The Criterion Collection // Unrated // January 28, 2020
List Price: $39.95 [Buy now and save at Amazon]

Review by Stuart Galbraith IV | posted January 31, 2020 | E-mail the Author
Unique in cinema history, the same Hollywood company released two movies within the same year telling virtually the same story, about a group of U.S. bombers ordered to drop nuclear bombs on the Soviet Union without the authority of the President. Each is excellent yet in other respects they couldn't be more different. The movies, of course, are Stanley Kubrick's Dr. Strangelove and Sidney Lumet's Fail-Safe. The projects were so similar, in fact, that Kubrick and author Peter George (author of its source material, the novel Red Alert) filed suit against the authors of Fail-Safe, Eugene Burdick and Harvey Wheeler, as well as producer Max E. Youngstein, who acquired the film rights.

In the end Columbia released both films many months apart, Strangelove in January 1964, and Fail-Safe the following October. Strangelove was a big hit, Fail-Safe was not, despite excellent reviews. (Fail-Safe should have been released first.)

And the excellent reviews were well-deserved. Even now, Fail-Safe is riveting and deeply disturbing, even after multiple viewings, not to mention equally relevant now, perhaps more so. Watching it in 2020 one is struck by how measured, how calm, cool, and collected the President, played by Henry Fonda, is in this film, exactly the kind of man you'd want in an existential moment of crisis. I'd bet even his supporters would agree Fonda's President is nothing like the current occupant of the White House.

At Strategic Air Command (SAC) headquarters in Omaha, Nebraska, the Air Force's early-warning system picks up a blip, an unidentified flying object flying over Canada toward Detroit. General Bogan (Frank Overton) and Col. Cascio (Fritz Weaver) aren't terribly concerned, as it's probably nothing more than a commercial airliner off-course, a not-uncommon occurrence, though visiting Congressman Raskob (Sorrell Booke) and software manufacturer Sullivan (Frank Simpson) are rattled by SAC's standard operator procedure to send nuclear bombers to their fail-safe destinations. The off-course airliner's identity is confirmed, and the alert is cancelled, but a computer failure inadvertently sends final orders to one bomb wing, led by Col. Jack Grady (Edward Binns), to attack Moscow. Further, SAC is unable to contact the wing group and inform them of the error by radio, apparently due to a new Soviet jamming system.
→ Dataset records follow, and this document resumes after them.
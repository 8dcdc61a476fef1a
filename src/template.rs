use std::collections::BTreeMap;

use once_cell::sync::Lazy;
use regex::Regex;
use reqwest::Url;
use serde::{Deserialize, Serialize};
use serde_json::{json, Map, Value};

/// The three poster layouts the renderer knows about.
#[derive(Debug, Clone, Copy, PartialEq, Eq, Hash, Serialize, Deserialize)]
pub enum TemplateKind {
    ModernHome,
    HouseAgent,
    BestHome,
}

#[derive(Debug, Clone, Copy, PartialEq, Eq)]
pub enum FieldKind {
    Text,
    Color,
    Price,
    ImageUrl,
}

/// Which attribute of a renderer layer a field writes into.
#[derive(Debug, Clone, Copy, PartialEq, Eq)]
pub enum LayerAttr {
    Text,
    Color,
    ImageUrl,
}

impl LayerAttr {
    fn key(self) -> &'static str {
        match self {
            LayerAttr::Text => "text",
            LayerAttr::Color => "color",
            LayerAttr::ImageUrl => "image_url",
        }
    }
}

#[derive(Debug, Clone, Copy, PartialEq, Eq)]
pub struct FieldSpec {
    pub name: &'static str,
    /// How the field is named when asking the user for it.
    pub label: &'static str,
    pub kind: FieldKind,
    pub required: bool,
    pub layer: &'static str,
    pub attr: LayerAttr,
}

const fn field(
    name: &'static str,
    label: &'static str,
    kind: FieldKind,
    required: bool,
    layer: &'static str,
    attr: LayerAttr,
) -> FieldSpec {
    FieldSpec { name, label, kind, required, layer, attr }
}

use FieldKind as K;
use LayerAttr as A;

static MODERN_HOME_FIELDS: &[FieldSpec] = &[
    field("image_url", "a link to a photo of the property", K::ImageUrl, true, "image-1", A::ImageUrl),
    field("property_price", "the asking price", K::Price, true, "price", A::Text),
    field("headline", "the headline", K::Text, true, "modern", A::Text),
    field("accent_color", "the accent color", K::Color, true, "modern", A::Color),
    field("subheadline", "a subheadline", K::Text, false, "home", A::Text),
    field("subheadline_color", "the subheadline color", K::Color, false, "home", A::Color),
    field("for_sale_text", "the 'for sale' label", K::Text, false, "for sale", A::Text),
    field("for_sale_color", "the 'for sale' label color", K::Color, false, "for sale", A::Color),
    field("start_from_text", "the 'start from' label", K::Text, false, "start from", A::Text),
    field("start_from_color", "the 'start from' label color", K::Color, false, "start from", A::Color),
    field("price_color", "the price color", K::Color, false, "price", A::Color),
    field("cta_text", "the button text", K::Text, false, "button-cta", A::Text),
    field("cta_color", "the button color", K::Color, false, "button-cta", A::Color),
    field("website_text", "the website", K::Text, false, "website", A::Text),
    field("website_color", "the website color", K::Color, false, "website", A::Color),
];

static HOUSE_AGENT_FIELDS: &[FieldSpec] = &[
    field("image_url", "a link to a photo of the property", K::ImageUrl, true, "image-1", A::ImageUrl),
    field("headline", "the headline", K::Text, true, "text-1", A::Text),
    field("accent_color", "the accent color", K::Color, true, "text-1", A::Color),
    field("tagline_text", "a tagline", K::Text, false, "text-1-copy", A::Text),
    field("tagline_color", "the tagline color", K::Color, false, "text-1-copy", A::Color),
    field("info_header_text", "the information header", K::Text, false, "text-1-copy-copy", A::Text),
    field("info_header_color", "the information header color", K::Color, false, "text-1-copy-copy", A::Color),
    field("contact_info_text", "your contact details", K::Text, false, "text-1-copy-copy-copy", A::Text),
    field("contact_color", "the contact details color", K::Color, false, "text-1-copy-copy-copy", A::Color),
];

static BEST_HOME_FIELDS: &[FieldSpec] = &[
    field("image_url", "a link to the main photo of the property", K::ImageUrl, true, "image-top", A::ImageUrl),
    field("headline", "the headline", K::Text, true, "title-1", A::Text),
    field("accent_color", "the accent color", K::Color, true, "title-1", A::Color),
    field("secondary_image_url1", "a first extra photo", K::ImageUrl, false, "photo-1", A::ImageUrl),
    field("secondary_image_url2", "a second extra photo", K::ImageUrl, false, "photo-2", A::ImageUrl),
    field("secondary_image_url3", "a third extra photo", K::ImageUrl, false, "photo-3", A::ImageUrl),
    field("subheadline", "a subheadline", K::Text, false, "title-2", A::Text),
    field("subheadline_color", "the subheadline color", K::Color, false, "title-2", A::Color),
    field("cta_text", "the button text", K::Text, false, "button-cta", A::Text),
    field("info_text", "the info line", K::Text, false, "info", A::Text),
    field("info_color", "the info line color", K::Color, false, "info", A::Color),
    field("website_text", "the website", K::Text, false, "website", A::Text),
    field("website_color", "the website color", K::Color, false, "website", A::Color),
];

impl TemplateKind {
    pub const ALL: [TemplateKind; 3] = [TemplateKind::ModernHome, TemplateKind::HouseAgent, TemplateKind::BestHome];

    pub fn from_number(n: u8) -> Option<Self> {
        match n {
            1 => Some(TemplateKind::ModernHome),
            2 => Some(TemplateKind::HouseAgent),
            3 => Some(TemplateKind::BestHome),
            _ => None,
        }
    }

    pub fn number(self) -> u8 {
        match self {
            TemplateKind::ModernHome => 1,
            TemplateKind::HouseAgent => 2,
            TemplateKind::BestHome => 3,
        }
    }

    pub fn name(self) -> &'static str {
        match self {
            TemplateKind::ModernHome => "Modern Home",
            TemplateKind::HouseAgent => "House Agent",
            TemplateKind::BestHome => "Best Home",
        }
    }

    pub fn description(self) -> &'static str {
        match self {
            TemplateKind::ModernHome => "Classic real estate poster with modern design elements",
            TemplateKind::HouseAgent => "Professional real estate agent focused template",
            TemplateKind::BestHome => "Multi-image template with prominent call-to-action",
        }
    }

    pub fn preview_url(self) -> &'static str {
        match self {
            TemplateKind::ModernHome => "https://example.com/templates/modern_home_preview.jpg",
            TemplateKind::HouseAgent => "https://example.com/templates/house_agent_preview.jpg",
            TemplateKind::BestHome => "https://example.com/templates/best_home_preview.jpg",
        }
    }

    /// Field schema in declaration order. Missing fields are always reported in this order.
    pub fn fields(self) -> &'static [FieldSpec] {
        match self {
            TemplateKind::ModernHome => MODERN_HOME_FIELDS,
            TemplateKind::HouseAgent => HOUSE_AGENT_FIELDS,
            TemplateKind::BestHome => BEST_HOME_FIELDS,
        }
    }

    pub fn field(self, name: &str) -> Option<&'static FieldSpec> {
        self.fields().iter().find(|f| f.name == name)
    }

    /// Layer contents the renderer shows when the user leaves a field unset.
    fn default_layers(self) -> Value {
        match self {
            TemplateKind::ModernHome => json!({
                "image-1": {"image_url": ""},
                "website": {"text": "www.house4you.com", "color": "#FFFFFF"},
                "modern": {"text": "MODERN", "color": "rgb(171, 102, 49)"},
                "home": {"text": "HOME", "color": "rgb(59, 59, 59)"},
                "for sale": {"text": "FOR SALE", "color": "rgb(59, 59, 59)"},
                "start from": {"text": "START FROM", "color": "rgb(59, 59, 59)"},
                "price": {"text": "$0", "color": "rgb(59, 59, 59)"},
                "button-cta": {"text": "BUY NOW", "color": "rgb(228, 228, 222)"}
            }),
            TemplateKind::HouseAgent => json!({
                "image-1": {"image_url": ""},
                "text-1": {"text": "HOUSE AGENT", "color": "#FFFFFF"},
                "text-1-copy": {"text": "modern | beautiful | technology", "color": "#FFFFFF"},
                "text-1-copy-copy": {"text": "FOR MORE INFORMATION", "color": "rgb(105, 99, 65)"},
                "text-1-copy-copy-copy": {"text": "+123 456 7890 | www.lovehouse.com", "color": "rgb(105, 99, 65)"}
            }),
            TemplateKind::BestHome => json!({
                "image-top": {"image_url": ""},
                "photo-1": {"image_url": ""},
                "photo-2": {"image_url": ""},
                "photo-3": {"image_url": ""},
                "title-1": {"text": "THE BEST HOME", "color": "rgb(239, 233, 226)"},
                "title-2": {"text": "FOR SALE", "color": "rgb(239, 233, 226)"},
                "button-cta": {"text": "I WANT", "color": "rgb(255, 255, 255)"},
                "info": {"text": "For more info, contact us", "color": "rgb(126, 103, 76)"},
                "website": {"text": "www.housesforyou.com", "color": "rgb(0, 0, 0)"}
            }),
        }
    }

    /// Maps a parameter set onto the renderer's editable layer identifiers.
    pub fn layers(self, params: &ParameterSet) -> Map<String, Value> {
        let mut layers = match self.default_layers() {
            Value::Object(map) => map,
            _ => Map::new(),
        };
        for spec in self.fields() {
            if let Some(value) = params.get(spec.name) {
                if let Some(Value::Object(layer)) = layers.get_mut(spec.layer) {
                    layer.insert(spec.attr.key().to_string(), Value::String(value.to_string()));
                }
            }
        }
        if self == TemplateKind::BestHome {
            // extra photos fall back to the main image
            let main = params.get("image_url").unwrap_or_default().to_string();
            for photo in ["photo-1", "photo-2", "photo-3"] {
                if let Some(Value::Object(layer)) = layers.get_mut(photo) {
                    let empty = layer.get("image_url").and_then(Value::as_str).map_or(true, str::is_empty);
                    if empty {
                        layer.insert("image_url".into(), Value::String(main.clone()));
                    }
                }
            }
        }
        layers
    }
}

impl Default for TemplateKind {
    fn default() -> Self {
        TemplateKind::ModernHome
    }
}

impl std::fmt::Display for TemplateKind {
    fn fmt(&self, f: &mut std::fmt::Formatter<'_>) -> std::fmt::Result {
        write!(f, "Template {} ({})", self.number(), self.name())
    }
}

// --- Validation ---

static PRICE_RE: Lazy<Regex> = Lazy::new(|| Regex::new(r"^\$?\s*(\d{1,3}(?:,\d{3})+|\d+)(?:\.(\d{1,2}))?$").unwrap());
static HEX_RE: Lazy<Regex> = Lazy::new(|| Regex::new(r"^#(?:[0-9a-fA-F]{3}|[0-9a-fA-F]{6})$").unwrap());
static RGB_RE: Lazy<Regex> =
    Lazy::new(|| Regex::new(r"^rgb\(\s*(\d{1,3})\s*,\s*(\d{1,3})\s*,\s*(\d{1,3})\s*\)$").unwrap());

const MAX_TEXT_LEN: usize = 80;

pub const NAMED_COLORS: &[(&str, &str)] = &[
    ("gold", "#FFD700"),
    ("yellow", "#FFD700"),
    ("red", "#FF0000"),
    ("blue", "#0000FF"),
    ("green", "#00FF00"),
    ("black", "#000000"),
    ("white", "#FFFFFF"),
    ("purple", "#800080"),
    ("orange", "#FFA500"),
    ("pink", "#FFC0CB"),
    ("brown", "#A52A2A"),
    ("gray", "#808080"),
    ("grey", "#808080"),
    ("navy", "#000080"),
    ("teal", "#008080"),
    ("silver", "#C0C0C0"),
    ("beige", "#F5F5DC"),
];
The event interrupts a meeting at the Pentagon chaired by Defense Secretary Swenson (William Hansen), attended by Brig. Gen. Warren "Blackie" Black (Dan O'Herlihy) and hawkish civilian advisor Professor Groeteschele (Walter Matthau). Elsewhere, in the subterranean bunker under the White House, the President (Henry Fonda) and his new Russian interpreter, Buck (Larry Hagman), anxiously prepare to speak on the "hot line" with the Soviet Premier if the bombers can't be reached or shot down.

After the first 15 or minutes, virtually the rest of Fail-Safe is confined to those three locations: the featureless, small room where the President and Buck wait, consisting of little more than a telephone system, table, and chairs; the cramped situation room at the Pentagon; and the larger SAC headquarters, with its big screen monitor tracing the movements of the fighters and bombers. Fail-Safe may be the first-ever dramatic feature in which so much screentime is devoted to people worriedly looking at computer screens, a cliché of virtually every high-concept action-adventure and fantasy film since computers became commonplace.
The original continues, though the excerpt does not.